The algorithm employed by the present invention will be described before describing in detail the sample weighted learning system for object detection. The algorithm can more effectively detect objects in the image.

Recent studies of object detection including a one-phase object detector and a two-phase object detector follow a similar region-based paradigm. Given a set of anchors (samples from images)i is a natural number. I.e., a prior box that is typically placed over the image to densely cover spatial location, scale, and aspect ratio, the multitasking training objects in the image may be summarized as follows:

whereinIs the classification loss (regression loss), andrepresents the anchor of the sample for classification (regression). N is a radical of₁And N₂Is the number of training samples and foreground samples. Relationships betweenSuitable for most object detectors. LetAndare respectively used for the sample a_iClass loss weight and sample a of_iThe generalized loss function of two-stage and one-stage detectors with different sampling strategies is as follows:

wherein the content of the first and second substances,and is an indicator function that outputs a 1 when a condition is satisfied, and outputs a 0 otherwise. As a result, can adoptAndto represent various sample strategies. Here, area sampling can be interpreted as a special case of sample weighting, so that soft sampling is possible.

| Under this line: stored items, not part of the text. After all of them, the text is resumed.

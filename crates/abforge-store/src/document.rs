//! Document store seam
//!
//! Documents are raw `serde_json::Value` objects; the typed wrappers in
//! this crate do the (de)serialization. Every document carries a string
//! `id` field and lives under a partition key chosen by its collection.

use async_trait::async_trait;
use serde_json::Value;

use crate::error::StoreResult;

/// Filter for document queries: equality predicates on top-level fields,
/// optional newest-first ordering, optional limit.
#[derive(Debug, Clone, Default)]
pub struct QueryFilter {
    /// Field name / expected value pairs, all of which must match
    pub equals: Vec<(String, Value)>,

    /// Order results newest-first by this field (RFC 3339 timestamps or
    /// otherwise lexicographically comparable values)
    pub newest_first_by: Option<String>,

    /// Maximum number of documents to return
    pub limit: Option<usize>,
}

impl QueryFilter {
    pub fn new() -> Self {
        Self::default()
    }

    /// Require `field == value`
    pub fn field_equals(mut self, field: impl Into<String>, value: impl Into<Value>) -> Self {
        self.equals.push((field.into(), value.into()));
        self
    }

    /// Order newest-first by the given field
    pub fn newest_first_by(mut self, field: impl Into<String>) -> Self {
        self.newest_first_by = Some(field.into());
        self
    }

    /// Cap the number of returned documents
    pub fn limit(mut self, limit: usize) -> Self {
        self.limit = Some(limit);
        self
    }
}

/// Async document store trait
///
/// Implementations must be `Send + Sync` for use across async tasks.
/// Point reads and writes are keyed by (collection, id, partition key);
/// queries scan a collection across partitions.
#[async_trait]
pub trait DocumentStore: Send + Sync {
    /// Point lookup by id within a partition. Returns `Ok(None)` when the
    /// id does not exist under that partition key.
    async fn get(
        &self,
        collection: &str,
        id: &str,
        partition_key: &str,
    ) -> StoreResult<Option<Value>>;

    /// Scan a collection for documents matching the filter
    async fn query(&self, collection: &str, filter: &QueryFilter) -> StoreResult<Vec<Value>>;

    /// Insert a new document. The document must carry an `id` field; a
    /// colliding id yields `StoreError::Conflict` (create, not upsert).
    async fn create(
        &self,
        collection: &str,
        partition_key: &str,
        document: &Value,
    ) -> StoreResult<()>;

    /// Replace an existing document in place
    async fn replace(
        &self,
        collection: &str,
        id: &str,
        partition_key: &str,
        document: &Value,
    ) -> StoreResult<()>;

    /// Delete a document
    async fn delete(&self, collection: &str, id: &str, partition_key: &str) -> StoreResult<()>;
}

The present invention jointly learns sample weights for both classification and regression from a data-driven perspective. While previous methods focused on re-weighting classification (e.g., OHEM and Focal-Loss) or regression Loss (e.g., KL-Loss), the present invention re-weights classification and regression Loss jointly. In addition, unlike mining "difficult" samples (which have high classification Loss) in the OHEM and Focal-local methods, the present invention focuses on important samples for object detection in the image, which may also be "simple" samples.

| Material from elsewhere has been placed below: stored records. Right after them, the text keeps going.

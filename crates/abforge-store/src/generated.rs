//! Typed access to generated code records
//!
//! Records live in the `generated-code` collection, partitioned by the
//! derived project id. Replacement is unconditional: concurrent
//! regenerations race and the last writer wins (documented, not hidden).

use std::sync::Arc;

use abforge_core::GeneratedCodeRecord;
use serde_json::Value;

use crate::document::{DocumentStore, QueryFilter};
use crate::error::{StoreError, StoreResult};

/// Collection holding generated code records
pub const GENERATED_COLLECTION: &str = "generated-code";

/// Typed wrapper over the generated-code collection
#[derive(Clone)]
pub struct GeneratedCodeStore {
    docs: Arc<dyn DocumentStore>,
}

impl GeneratedCodeStore {
    pub fn new(docs: Arc<dyn DocumentStore>) -> Self {
        Self { docs }
    }

    /// Persist a fresh record. Identifiers are generated, never
    /// user-supplied, so a conflict here is a server fault.
    pub async fn create(&self, record: &GeneratedCodeRecord) -> StoreResult<()> {
        let doc = serde_json::to_value(record)?;
        self.docs
            .create(GENERATED_COLLECTION, &record.project_id, &doc)
            .await
    }

    pub async fn get(
        &self,
        id: &str,
        project_id: &str,
    ) -> StoreResult<Option<GeneratedCodeRecord>> {
        let doc = self.docs.get(GENERATED_COLLECTION, id, project_id).await?;
        doc.map(from_document).transpose()
    }

    /// All records for one project, newest first
    pub async fn list_by_project(
        &self,
        project_id: &str,
    ) -> StoreResult<Vec<GeneratedCodeRecord>> {
        let filter = QueryFilter::new()
            .field_equals("projectId", project_id)
            .newest_first_by("generatedAt");

        let docs = self.docs.query(GENERATED_COLLECTION, &filter).await?;
        docs.into_iter().map(from_document).collect()
    }

    /// Overwrite a record in place (regeneration)
    pub async fn replace(&self, record: &GeneratedCodeRecord) -> StoreResult<()> {
        let doc = serde_json::to_value(record)?;
        self.docs
            .replace(GENERATED_COLLECTION, &record.id, &record.project_id, &doc)
            .await
    }
}

fn from_document(doc: Value) -> StoreResult<GeneratedCodeRecord> {
    serde_json::from_value(doc).map_err(StoreError::from)
}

The invention reconstructs the sample weighting problem in a probability format and measures the importance of the sample by reflecting the uncertainty. The invention makes the sample weighting process flexible and can learn through deep learning, and the probability modeling not only solves the problem of sample weighting, but also solves the balance problem between classification and localization tasks.

A sample weighted learning system for object detection of images according to an embodiment of the present invention will be specifically described below with reference to fig. 2(a) -2 (c).

As shown in FIGS. 2(a) -2(c), vector gt_iRepresenting the real annotation bounding box coordinates.Is the estimated bounding box coordinates. By mixing_iAnd(and a)_iRelated) comparison four distinguishing features were obtained for each sample:and Prob_iClassification loss, regression loss, IoU, respectively_i(Cross-over ratio) and Prob_i(classification probability). The four features are input as input data by the input device 30 into the sample weighting network 32. How to obtain classification loss will be described laterAnd regression lossA detailed description will be given.

Rather than using the visual features of the sample directly (which effectively loses information of the true label of the object from the corresponding image), the present invention designs four distinguishing features from the detector itself, which take advantage of the interaction between the estimate and the true label (i.e., IoU and the classification score), since both classification and regression losses inherently reflect the uncertainty of the prediction to some extent.

For negative examples, feature IoU is used_iAnd Prob_iIs set to 0. Wherein a positive sample may be a sample comprising an object (object in the image). The negative examples may be examples that do not include an object (an object in the image).

The input device 30 will obtain four different features:and Prob_iInput to the sample weighting network 32. For four features of the inputAnd Prob_iThe processing is performed by the first feature conversion device 3021, the second feature conversion device 3022, the third feature conversion device 3023, and the fourth feature conversion device 3024, respectively.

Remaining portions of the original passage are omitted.